We don't even have to think on a universal scale to see this in action. Simply consider our inability to predict weather reliably beyond a week. Neither can we predict the shape of any given snowflake, despite our detailed knowledge of water molecules. Chaos occurs, so much so that while we can see patterns emerging in the initial iterations of a phenomenon, after a while, we can no longer meaningfully predict how it will unfold. This is the proverbial flap of a butterfly's wings that eventually creates a hurricane halfway across the world — we cannot possibly hope to know this will happen in advance.

In this sense, determinism cannot be possible. Free will, the ability to make a conscious choice, is thus most definitely not an illusion in this case. The outcome of the choice is not "determined" in advance.

Quote:
Originally Posted by Vexx View Post
...humans operate far more frequently on "mental automatic pilot" than they themselves often realize.

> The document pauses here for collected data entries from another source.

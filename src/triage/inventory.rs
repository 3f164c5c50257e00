//! Inventory sources.
//!
//! The engine takes its process list from an [`InventorySource`] once, at
//! session start. [`MockInventory`] stands in for a native collector and
//! produces a plausible Windows process table.

use std::collections::HashSet;

use anyhow::Result;
use rand::rngs::StdRng;
use rand::{Rng, SeedableRng};

use super::error::TriageError;
use super::types::{Category, Classification, ProcessId, ProcessRecord, RiskLevel};

/// Supplies the initial ordered process list
pub trait InventorySource {
    fn collect(&mut self) -> Result<Vec<ProcessRecord>>;
}

const SYSTEM_PROCESSES: &[&str] = &[
    "svchost.exe",
    "System",
    "Registry",
    "smss.exe",
    "csrss.exe",
    "wininit.exe",
    "services.exe",
    "lsass.exe",
    "explorer.exe",
    "Memory Compression",
    "spoolsv.exe",
    "RuntimeBroker.exe",
];

const USER_APPS: &[&str] = &[
    "chrome.exe",
    "spotify.exe",
    "discord.exe",
    "code.exe",
    "steam.exe",
    "slack.exe",
    "obs64.exe",
    "firefox.exe",
    "msedge.exe",
];

const BLOATWARE_CANDIDATES: &[&str] = &[
    "AdobeUpdateService.exe",
    "GoogleCrashHandler.exe",
    "OneDrive.exe",
    "Cortana.exe",
    "YourPhone.exe",
    "GameBar.exe",
    "SkypeApp.exe",
    "Teams.exe",
    "DropboxUpdate.exe",
];

/// Chance that each bloatware candidate is running
const BLOATWARE_PRESENCE: f64 = 0.7;

/// Randomized process table with a fixed shape
pub struct MockInventory {
    rng: StdRng,
    next_id: u64,
}

impl MockInventory {
    pub fn new() -> Self {
        Self {
            rng: StdRng::from_os_rng(),
            next_id: 1,
        }
    }

    /// Deterministic inventory for a given seed
    pub fn seeded(seed: u64) -> Self {
        Self {
            rng: StdRng::seed_from_u64(seed),
            next_id: 1,
        }
    }

    fn allocate_id(&mut self) -> ProcessId {
        let id = ProcessId(self.next_id);
        self.next_id += 1;
        id
    }

    fn system_process(&mut self, name: &str) -> ProcessRecord {
        let id = self.allocate_id();
        let pid = self.rng.random_range(100..5100);
        let memory_mb = if name == "svchost.exe" {
            self.rng.random_range(50..850)
        } else {
            self.rng.random_range(10..210)
        };
        let cpu = self.rng.random_range(0.0..2.0);

        ProcessRecord::new(id, name, pid, memory_mb, cpu).with_classification(Classification {
            category: Category::System,
            safe_to_kill: Some(false),
            risk_level: Some(RiskLevel::Critical),
            description: Some("Windows System Process".to_string()),
            reasoning: None,
        })
    }

    fn user_process(&mut self, name: &str) -> ProcessRecord {
        let id = self.allocate_id();
        let pid = self.rng.random_range(5000..25000);
        let memory_mb = self.rng.random_range(100..1600);
        let cpu = self.rng.random_range(0.0..15.0);
        ProcessRecord::new(id, name, pid, memory_mb, cpu)
    }

    fn background_process(&mut self, name: &str) -> ProcessRecord {
        let id = self.allocate_id();
        let pid = self.rng.random_range(5000..25000);
        let memory_mb = self.rng.random_range(20..320);
        ProcessRecord::new(id, name, pid, memory_mb, 0.0)
    }
}

impl Default for MockInventory {
    fn default() -> Self {
        Self::new()
    }
}

impl InventorySource for MockInventory {
    fn collect(&mut self) -> Result<Vec<ProcessRecord>> {
        let mut records = Vec::new();

        for name in SYSTEM_PROCESSES {
            records.push(self.system_process(name));
        }

        for name in USER_APPS {
            // Browsers run several renderer processes
            let instances = if name.contains("chrome") || name.contains("edge") {
                self.rng.random_range(2..8)
            } else {
                1
            };
            for _ in 0..instances {
                records.push(self.user_process(name));
            }
        }

        for name in BLOATWARE_CANDIDATES {
            if self.rng.random_bool(BLOATWARE_PRESENCE) {
                records.push(self.background_process(name));
            }
        }

        records.sort_by(|a, b| b.memory_mb.cmp(&a.memory_mb));

        log::debug!("Mock inventory generated {} processes", records.len());
        Ok(records)
    }
}

/// Reject inventories that reuse an id
pub fn check_unique_ids(records: &[ProcessRecord]) -> Result<(), TriageError> {
    let mut seen = HashSet::with_capacity(records.len());
    for record in records {
        if !seen.insert(record.id) {
            return Err(TriageError::DuplicateId(record.id));
        }
    }
    Ok(())
}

They let their past experience and mental baggage, flaky world-view models, etc. drive their choices without re-examining them. This makes them very predictable.
That is if you regard a human as being no more than the sum of his parts. In which case, the menu of choices before any individual is forever confined within a range predetermined by his physical organs.

But a human being is more than the sum of his parts. He has an autonomous mind that emerged out of the biological processes that created him. The mind is an intangible product that requires a whole new set of statistics to measure, separate from the ones that measure our bodily functions.

Thought processes can be reduced to the electrical signals between neurons, but the infinite interactions created something larger than the sum of all those signals: conscious thought, the function of an active mind.

Through conscious decisions, habitual behaviour can be overcome. Physical limits previously thought inviolate can also be surpassed through the conscious application of willpower.

When I think of "free will", I am referring to such conscious thought, something we all have some measure of direct control over, regardless of pre-existing biological constraints.